Aku terlalu cemburu hujan yang bahkan bisa menarikmu dari duniamu, sekaligus membuatmu terbenam dalam bagian lain duniamu sendiri,dan hadirku makin tak kau sadari.
atau aku juga lelah, melihatmu terombang-ambing dalam suasana hujan dan kehilangan senyummu yang sebelumnya selalu untukku.
Sebelum hujan turun semuanya milikku.
tetapi seiring kedatangannya, siluet bayangan yang tak kukenal mengambil alihmu dariku.
Aku benci sekali.
Siapa dia? sampai dengan mudahnya mengambilmu dariku? padahal aku bersusah payah, melakukan segalanya untuk satu saja lengkungan dari bibir manismu.
Dan seiring hujan tiba, tiba-tiba saja dia merenggut senyummu menjadi gurat kegalauan.
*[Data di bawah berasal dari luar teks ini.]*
//! Carrier error taxonomy

use std::time::Duration;
use thiserror::Error;
use tokio_tungstenite::tungstenite;
use wscarrier_proto::ProtoError;
use wscarrier_transport_websocket::TransportError;

/// Direction of a relay copy loop
#[derive(Debug, Clone, Copy, PartialEq, Eq)]
pub enum RelayDirection {
    LocalToRemote,
    RemoteToLocal,
}

impl std::fmt::Display for RelayDirection {
    fn fmt(&self, f: &mut std::fmt::Formatter<'_>) -> std::fmt::Result {
        match self {
            RelayDirection::LocalToRemote => write!(f, "local->remote"),
            RelayDirection::RemoteToLocal => write!(f, "remote->local"),
        }
    }
}

#[derive(Debug, Error)]
pub enum CarrierError {
    /// Invalid user configuration; never retried
    #[error(transparent)]
    Configuration(#[from] ProtoError),

    /// The WebSocket could not be established
    #[error("failed to establish carrier connection: {0}")]
    Connect(#[from] TransportError),

    #[error("failed to bind listener on {address}: {source}")]
    Bind {
        address: String,
        source: std::io::Error,
    },

    #[error("IO error: {0}")]
    Io(#[from] std::io::Error),

    #[error("relay {direction} failed: {source}")]
    RelayIo {
        direction: RelayDirection,
        source: std::io::Error,
    },

    #[error("relay {direction} failed: {source}")]
    RelayWebSocket {
        direction: RelayDirection,
        source: tungstenite::Error,
    },

    #[error("carrier connection exceeded its deadline of {0:?}")]
    DeadlineExceeded(Duration),

    /// Cancelled before the carrier connection was established
    #[error("cancelled while connecting")]
    Cancelled,
}

impl CarrierError {
    /// Whether the caller may retry the operation that produced this error
    pub fn is_retryable(&self) -> bool {
        match self {
            CarrierError::Connect(e) => e.is_retryable(),
            _ => false,
        }
    }

    /// Configuration errors are surfaced to the operator as-is
    pub fn is_configuration(&self) -> bool {
        matches!(
            self,
            CarrierError::Configuration(_)
                | CarrierError::Connect(TransportError::Configuration(_))
        )
    }
}

pub type CarrierResult<T> = Result<T, CarrierError>;

#[cfg(test)]
mod tests {
    use super::*;

    #[test]
    fn test_configuration_errors_are_not_retryable() {
        let err = CarrierError::from(ProtoError::InvalidConnectionOverride("a:b:c:d".into()));
        assert!(err.is_configuration());
        assert!(!err.is_retryable());
        assert_eq!(err.to_string(), "invalid connection override: a:b:c:d");
    }

    #[test]
    fn test_relay_error_names_direction() {
        let err = CarrierError::RelayIo {
            direction: RelayDirection::RemoteToLocal,
            source: std::io::Error::from(std::io::ErrorKind::BrokenPipe),
        };
        assert!(err.to_string().starts_with("relay remote->local failed"));
    }

    #[test]
    fn test_cancelled_is_not_retryable() {
        assert!(!CarrierError::Cancelled.is_retryable());
        assert!(!CarrierError::Cancelled.is_configuration());
    }
}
Galau karena dia yang bahkan, namanya saja tak kuketahui.
Ingin sekali aku berteriak dan memaki hujan.
Ingin sekali aku membuangnya jauh dari hidupmu.
Sebelum hujan turun semuanya milikku.
Ceriamu, tawa renyah dan gurau candamu.
tetapi seiring hujan turun, kau kembali duduk terpekur dan menatap kejauhan.
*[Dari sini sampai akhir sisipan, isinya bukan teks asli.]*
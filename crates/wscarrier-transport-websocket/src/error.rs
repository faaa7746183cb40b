//! Transport error types

use std::time::Duration;
use thiserror::Error;
use wscarrier_proto::ProtoError;

/// Path the access front end redirects unauthenticated upgrades to
const ACCESS_LOGIN_PATH: &str = "cdn-cgi/access/login";

/// Errors raised while establishing a carrier WebSocket
#[derive(Debug, Error)]
pub enum TransportError {
    #[error("configuration error: {0}")]
    Configuration(#[from] ProtoError),

    #[error("failed to connect to {address}: {source}")]
    Connect {
        address: String,
        source: std::io::Error,
    },

    #[error("connection to {address} timed out after {timeout:?}")]
    Timeout { address: String, timeout: Duration },

    #[error("TLS error: {0}")]
    Tls(String),

    #[error("{}", rejection_message(*status, location.as_deref()))]
    HandshakeRejected {
        status: u16,
        location: Option<String>,
    },

    #[error("WebSocket handshake failed: {0}")]
    Handshake(String),
}

impl TransportError {
    /// Whether a caller-level retry could plausibly succeed
    pub fn is_retryable(&self) -> bool {
        match self {
            TransportError::Connect { .. }
            | TransportError::Timeout { .. }
            | TransportError::Handshake(_) => true,
            TransportError::HandshakeRejected { status, .. } => *status >= 500,
            TransportError::Configuration(_) | TransportError::Tls(_) => false,
        }
    }

    /// The upgrade was redirected to the access login page
    pub fn is_access_login_redirect(&self) -> bool {
        matches!(
            self,
            TransportError::HandshakeRejected { location: Some(location), .. }
                if location.contains(ACCESS_LOGIN_PATH)
        )
    }
}

fn rejection_message(status: u16, location: Option<&str>) -> String {
    match location {
        Some(location) if location.contains(ACCESS_LOGIN_PATH) => format!(
            "WebSocket upgrade redirected to access login ({}): a service token or login is required",
            location
        ),
        Some(location) => format!(
            "WebSocket upgrade rejected with status {} (location: {})",
            status, location
        ),
        None => format!("WebSocket upgrade rejected with status {}", status),
    }
}

pub type TransportResult<T> = Result<T, TransportError>;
mengatakan padaku kalau hujan membuatmu teringat masa-masa yang telah lalu.
Tiba-tiba aku membenci hujan. Bagaimana dia membuatku tak berdaya untuk menahanmu tetap ceria.
Hujan membuatku tak berdaya menghalau bayangnya merasuki setiap relung hatimu yang kurambati dengan susah payah.
Siapa dia? Bolehkah aku membunuhnya? sekalipun kau mencintainya?
Tiba-tiba aku membenci hujan.
Seiring kedatangannya membuat aku terlalap amarah.
Katakan padaku, Apa yang harus kulakukan agar Hujan tak lagi membawa namanya kembali ke celah-celah hatimu?
Apa yang harus kulakukan agar Hujan berhenti mengingatkan segala tentangnya dan menggantinya DENGANKU?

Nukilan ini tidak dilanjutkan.